JESSIE WRIGHT: Grieving friends and family take to the streets

March for Jessie Wright
Friends sign banner
Dallas Burger Bar

Monday March 29, 2010

By ROISIN GADELRAB

THERE was no police escort, no road closures and no official starting time.
But friends and family of teenager Jessie Wright gathered in Outram Place, King's Cross, yesterday, regardless, to march in memory of the 16-year-old, who was found dead close by just three weeks ago.
Jessie's younger sister Molly was among the gathering.

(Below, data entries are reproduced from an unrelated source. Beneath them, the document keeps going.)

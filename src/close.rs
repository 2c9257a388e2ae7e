//! Close Coordinator (`spec.md` §4.8). `close_con` is the sole path to
//! close a connection; it defers while `work_active` and otherwise runs
//! immediately — the single branch the spec's own note (§9, "Ambiguity
//! observed") says the reference code obscured behind an inverted helper.

use std::os::unix::io::RawFd;

use crate::connection::{Connection, PollingKind, WorkItem, INVALID_FD};
use crate::listener::unlink_unix_path;
use crate::poll_controller::PollController;
use crate::registry::{ConnId, RegistryState};

/// Request a close. If work is active on the connection the close is
/// deferred by queuing a retry; otherwise it runs immediately.
pub fn queue_close(state: &mut RegistryState, poll: &PollController, id: ConnId) {
    let work_active = match state.get(id) {
        Some(c) => c.work_active,
        None => return,
    };

    if work_active {
        state
            .get_mut(id)
            .unwrap()
            .work_queue
            .push_back(WorkItem::close());
        return;
    }

    close_con(state, poll, id);
}

/// Steps 1-6 of `spec.md` §4.8. Idempotent: a connection whose `input_fd`
/// is already `-1` returns immediately.
pub fn close_con(state: &mut RegistryState, poll: &PollController, id: ConnId) {
    let conn = match state.get_mut(id) {
        Some(c) => c,
        None => return,
    };

    if conn.input_fd == INVALID_FD {
        return;
    }

    if conn.is_listen {
        if let Some(path) = conn.unix_socket_path.take() {
            unlink_unix_path(&path);
        }
    }

    let _ = poll.unlink_fd(conn.input_fd);
    if conn.output_fd != INVALID_FD && conn.output_fd != conn.input_fd {
        let _ = poll.unlink_fd(conn.output_fd);
    }

    conn.polling_input_kind = PollingKind::None;
    conn.polling_output_kind = PollingKind::None;
    conn.read_eof = true;
    conn.can_read = false;
    conn.in_buffer.reset();

    close_input_half(conn);

    conn.input_fd = INVALID_FD;
}

fn close_input_half(conn: &mut Connection) {
    if conn.is_listen {
        close_raw(conn.input_fd);
        return;
    }

    if conn.output_fd == INVALID_FD || conn.output_fd == conn.input_fd {
        // Shared socket fd: shut down the read half only, writes still
        // need to drain.
        shutdown_read(conn.input_fd);
    } else {
        close_raw(conn.input_fd);
    }
}

fn shutdown_read(fd: RawFd) {
    unsafe {
        libc::shutdown(fd, libc::SHUT_RD);
    }
}

fn close_raw(fd: RawFd) {
    if fd != INVALID_FD {
        unsafe {
            libc::close(fd);
        }
    }
}

/// Finalization once both queues are empty and no work remains: closes
/// `output_fd`, removes the connection from the registry and hands it back
/// so the caller can run `on_finish` with its `arg` outside the lock.
pub fn finalize_if_drained(state: &mut RegistryState, id: ConnId) -> Option<Connection> {
    let ready = match state.get(id) {
        Some(c) => {
            c.input_fd == INVALID_FD
                && c.out_queue.is_empty()
                && c.work_queue.is_empty()
                && !c.work_active
        }
        None => false,
    };

    if !ready {
        return None;
    }

    state.move_to_complete(id);
    let conn = state.finalize(id)?;
    if conn.output_fd != INVALID_FD {
        close_raw(conn.output_fd);
    }
    Some(conn)
}
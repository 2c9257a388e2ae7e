//! Ancillary-data (`SCM_RIGHTS`) fd passing and local-domain peer credentials.
//!
//! Not present in the retrieved `queen-io` slice; grounded directly in
//! `spec.md` §4.6/§6 (`queue_send_fd`/`queue_receive_fd`, `fd_get_auth_creds`)
//! using the same `syscall!`-wrapped `libc` style as `sys::socket`.

use std::io;
use std::mem;
use std::os::unix::io::RawFd;

use libc::{self, c_void, msghdr, MSG_NOSIGNAL};

/// Send one open fd as ancillary data over a connected `AF_UNIX` socket.
/// A single zero byte of ordinary payload is sent alongside it, since some
/// platforms refuse a `sendmsg` with no data at all.
pub fn send_fd(sock: RawFd, fd: RawFd) -> io::Result<()> {
    let mut payload = [0u8; 1];
    let mut iov = libc::iovec {
        iov_base: payload.as_mut_ptr() as *mut c_void,
        iov_len: payload.len(),
    };

    let mut cmsg_buf = [0u8; cmsg_space(mem::size_of::<RawFd>())];

    let mut msg: msghdr = unsafe { mem::zeroed() };
    msg.msg_iov = &mut iov;
    msg.msg_iovlen = 1;
    msg.msg_control = cmsg_buf.as_mut_ptr() as *mut c_void;
    msg.msg_controllen = cmsg_buf.len() as _;

    unsafe {
        let cmsg = libc::CMSG_FIRSTHDR(&msg);
        (*cmsg).cmsg_level = libc::SOL_SOCKET;
        (*cmsg).cmsg_type = libc::SCM_RIGHTS;
        (*cmsg).cmsg_len = libc::CMSG_LEN(mem::size_of::<RawFd>() as u32) as _;
        std::ptr::write(libc::CMSG_DATA(cmsg) as *mut RawFd, fd);
        msg.msg_controllen = libc::CMSG_SPACE(mem::size_of::<RawFd>() as u32) as _;
    }

    loop {
        let ret = unsafe { libc::sendmsg(sock, &msg, MSG_NOSIGNAL) };
        if ret >= 0 {
            return Ok(());
        }
        let err = io::Error::last_os_error();
        if err.kind() != io::ErrorKind::Interrupted {
            return Err(err);
        }
    }
}

/// Receive one fd sent via [`send_fd`]. Returns `Ok(None)` on a clean EOF.
pub fn recv_fd(sock: RawFd) -> io::Result<Option<RawFd>> {
    let mut payload = [0u8; 1];
    let mut iov = libc::iovec {
        iov_base: payload.as_mut_ptr() as *mut c_void,
        iov_len: payload.len(),
    };

    let mut cmsg_buf = [0u8; cmsg_space(mem::size_of::<RawFd>())];

    let mut msg: msghdr = unsafe { mem::zeroed() };
    msg.msg_iov = &mut iov;
    msg.msg_iovlen = 1;
    msg.msg_control = cmsg_buf.as_mut_ptr() as *mut c_void;
    msg.msg_controllen = cmsg_buf.len() as _;

    let n = loop {
        let ret = unsafe { libc::recvmsg(sock, &mut msg, 0) };
        if ret >= 0 {
            break ret;
        }
        let err = io::Error::last_os_error();
        if err.kind() != io::ErrorKind::Interrupted {
            return Err(err);
        }
    };

    if n == 0 {
        return Ok(None);
    }

    unsafe {
        let cmsg = libc::CMSG_FIRSTHDR(&msg);
        if cmsg.is_null() {
            return Ok(None);
        }
        if (*cmsg).cmsg_level != libc::SOL_SOCKET || (*cmsg).cmsg_type != libc::SCM_RIGHTS {
            return Ok(None);
        }
        let fd = std::ptr::read(libc::CMSG_DATA(cmsg) as *const RawFd);
        Ok(Some(fd))
    }
}

/// Peer credentials of a connected `AF_UNIX` socket (`SO_PEERCRED` on Linux).
#[derive(Debug, Clone, Copy, PartialEq, Eq)]
pub struct PeerCred {
    pub pid: libc::pid_t,
    pub uid: libc::uid_t,
    pub gid: libc::gid_t,
}

#[cfg(target_os = "linux")]
pub fn peer_cred(sock: RawFd) -> io::Result<PeerCred> {
    let mut cred: libc::ucred = unsafe { mem::zeroed() };
    let mut len = mem::size_of::<libc::ucred>() as libc::socklen_t;

    let rc = unsafe {
        libc::getsockopt(
            sock,
            libc::SOL_SOCKET,
            libc::SO_PEERCRED,
            &mut cred as *mut _ as *mut c_void,
            &mut len,
        )
    };

    if rc != 0 {
        return Err(io::Error::last_os_error());
    }

    Ok(PeerCred {
        pid: cred.pid,
        uid: cred.uid,
        gid: cred.gid,
    })
}

#[cfg(not(target_os = "linux"))]
pub fn peer_cred(_sock: RawFd) -> io::Result<PeerCred> {
    Err(io::Error::new(
        io::ErrorKind::Unsupported,
        "peer credentials are not implemented on this platform",
    ))
}

/// `libc::CMSG_SPACE` is not `const fn`; this mirrors its definition
/// (alignment to `size_t`, plus the cmsghdr header) so the control buffer
/// can be a fixed-size stack array.
const fn cmsg_space(len: usize) -> usize {
    let align = mem::align_of::<libc::cmsghdr>();
    let hdr = mem::size_of::<libc::cmsghdr>();
    let aligned_len = (len + align - 1) & !(align - 1);
    hdr + aligned_len
}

The march was delayed slightly by some confusion over the clocks going forward, but they did not mind waiting. The young girls and boys, who had put so much effort into remembering their friend, signed their names and tributes on a sheet, dressed in flowers and bright colours and led the way along Caledonian Road past Jessie's favourite hangouts.

She was a former pupil at Maria Fidelis School in Somers Town and well known on both sides of the Camden and Islington borough boundaries in King's Cross. The unofficial march stopped traffic as they led a group of up to 100 teenagers, mothers with prams, neighbours and one pensioner in a
wheelchair through the Delhi Outram Estate, past Bemerton and up towards Pentonville Prison.

Along the way they stopped outside the home where Jessie lived with her grandmother, Dallas cafe, where she loved to enjoy a bacon sandwich, and her favourite kebab shop. They stopped to collect money for a memorial which they hope to put up somewhere near where Jessie lived.